La crise sanitaire provoquée par la pandémie de COVID-19 a mis en lumière une vulnérabilité que les gouvernements n’avaient pas anticipée, un ennemi capable de mettre à quai des porte-avions. Les pays détenteurs d’armes nucléaires sont parmi les plus touchés par cette pandémie.
Il est trop tôt pour expliquer avec certitude le faible taux de mortalité en Allemagne, cependant on notera que ce pays, non-nucléaire, possède un nombre de lits en soins intensifs par habitant parmi les plus élevés au monde, près du double de celui de la France, du Royaume-Uni et des États-Unis. Les rémunérations des soignants en Allemagne sont aussi nettement plus élevées qu’en France.
La pandémie de grippe espagnole a montré qu’un virus peut faire plus de victimes qu’une guerre mais surtout, que la mutation d’un virus peut provoquer une seconde vague pandémique plus meurtrière que la première. Le pire n’est jamais certain, toutefois il faut s’y préparer et équiper nos hôpitaux pour pouvoir faire face à un nouvel afflux de patients atteints de COVID-19.
Pour le même proche avenir, des sommes considérables ont été inscrites au budget de la France pour maintenir et moderniser sa force de dissuasion nucléaire : 37 milliards d’Euros doivent y être consacrés d’ici 2025, dont 5 milliards d’Euros par an d’ici 2023. Or une partie de cette somme pourrait avoir un impact considérable sur l’amélioration de nos capacités sanitaires.
En retardant d’au moins trois ans la modernisation de la force de dissuasion nucléaire nous pourrions investir plusieurs milliards d’Euros dans la revalorisation des carrières et des salaires des soignants et dans nos capacités sanitaires, ainsi que dans la recherche sur l’émergence de prochains virus.
L’armée, et en particulier son service de santé, a joué un rôle important dans la gestion de l’épidémie et cette réaffectation budgétaire lui permettrait de contribuer de manière décisive à la création d’une capacité sanitaire capable de se projeter rapidement, que ce soit en France métropolitaine, outre-mer ou à l’étranger.
La modernisation des forces de dissuasion nucléaire bénéficierait avant tout à de grands groupes industriels français. Ceux-ci ont montré pendant la crise sanitaire leur capacité d’adaptation et ont produit du matériel médical. Ils l’ont d’ailleurs revendiqué sur leurs sites web ou dans la presse. La réaffectation ne serait donc pas source de perte d’emplois ni même de revenus pour ces groupes.

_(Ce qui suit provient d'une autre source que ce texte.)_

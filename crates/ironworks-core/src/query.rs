//! Read-only views handed to display collaborators.
//!
//! Views are owned copies. Holding one never borrows the engine, and
//! nothing in a view can be written back.

use crate::building::{Building, BuildingKind, Cosmetics};
use crate::economy::Economy;
use crate::fixed::{Fixed64, Money};
use crate::grid::{Direction, GridPosition};
use crate::resource::ResourceKind;
use serde::Serialize;
use std::collections::BTreeMap;

/// Everything a renderer needs to draw one cell.
#[derive(Debug, Clone, PartialEq, Serialize)]
pub struct BuildingView {
    pub kind: BuildingKind,
    pub position: GridPosition,
    /// The item in the hand-off slot.
    pub item: Option<ResourceKind>,
    /// Filled input slots.
    pub inputs: Vec<ResourceKind>,
    /// Warehouse queue, oldest first.
    pub queued: Vec<ResourceKind>,
    /// Cycle progress in `[0, 1]`.
    pub progress: Fixed64,
    pub facing: Option<Direction>,
    pub cosmetics: Cosmetics,
}

impl From<&Building> for BuildingView {
    fn from(b: &Building) -> Self {
        Self {
            kind: b.kind(),
            position: b.position(),
            item: b.carried(),
            inputs: b.inputs(),
            queued: b.queued(),
            progress: b.progress(),
            facing: b.facing(),
            cosmetics: b.cosmetics(),
        }
    }
}

/// Ledger totals for display.
#[derive(Debug, Clone, PartialEq, Eq, Serialize)]
pub struct EconomyView {
    pub balance: Money,
    pub daily_profit: Money,
    pub total_production_cost: Money,
    pub total_sales: Money,
    pub total_upkeep: Money,
    pub production_by_kind: BTreeMap<ResourceKind, Money>,
    pub sales_by_kind: BTreeMap<ResourceKind, Money>,
}

impl From<&Economy> for EconomyView {
    fn from(eco: &Economy) -> Self {
        Self {
            balance: eco.balance(),
            daily_profit: eco.daily_profit(),
            total_production_cost: eco.total_production_cost(),
            total_sales: eco.total_sales(),
            total_upkeep: eco.total_upkeep(),
            production_by_kind: ResourceKind::ALL
                .iter()
                .map(|&k| (k, eco.production_of(k)))
                .collect(),
            sales_by_kind: ResourceKind::ALL
                .iter()
                .map(|&k| (k, eco.sales_of(k)))
                .collect(),
        }
    }
}

#[cfg(test)]
mod tests {
    use super::*;

    #[test]
    fn economy_view_lists_every_kind() {
        let mut eco = Economy::new(100);
        eco.earn(80, ResourceKind::Ore);
        let view = EconomyView::from(&eco);
        assert_eq!(view.balance, 180);
        assert_eq!(view.sales_by_kind.len(), ResourceKind::ALL.len());
        assert_eq!(view.sales_by_kind[&ResourceKind::Ore], 80);
        assert_eq!(view.production_by_kind[&ResourceKind::Car], 0);
    }

    #[test]
    fn building_view_copies_state() {
        let mut b = Building::new(
            BuildingKind::Warehouse,
            GridPosition::new(1, 2),
            Direction::East,
            0,
        );
        b.accept(ResourceKind::Iron);
        let view = BuildingView::from(&b);
        assert_eq!(view.kind, BuildingKind::Warehouse);
        assert_eq!(view.position, GridPosition::new(1, 2));
        assert_eq!(view.item, None);
        assert_eq!(view.queued, vec![ResourceKind::Iron]);
        assert_eq!(view.progress, Fixed64::ZERO);
        assert_eq!(view.cosmetics, Cosmetics::None);
    }

    #[test]
    fn economy_view_serializes_kind_keys() {
        let view = EconomyView::from(&Economy::new(5));
        let json = serde_json::to_string(&view).unwrap();
        assert!(json.contains("\"balance\":5"));
        assert!(json.contains("\"Ore\":0"));
    }
}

Pour justifier le maintien d’une force de dissuasion importante, le prestige de la France et sa place dans le monde sont souvent évoqués. La crise sanitaire actuelle va rebattre les cartes. Dans les années avenir, la capacité à bien anticiper et gérer une pandémie sur son territoire, et à aider d’autres nations touchées, sera probablement plus prestigieuse. Un moratoire de trois ans sur la modernisation de la force de dissuasion permettra aussi à la France de montrer sa volonté de progresser dans la voie du désarmement nucléaire, en particulier en vue de la prochaine conférence d’examen du Traité de Non-Prolifération en janvier 2021.
Retardons la modernisation de la force de dissuasion nucléaire, afin d’acquérir une capacité de réponse sanitaire au meilleur niveau. Et exposons enfin au débat démocratique la nécessité d’une dissuasion nucléaire.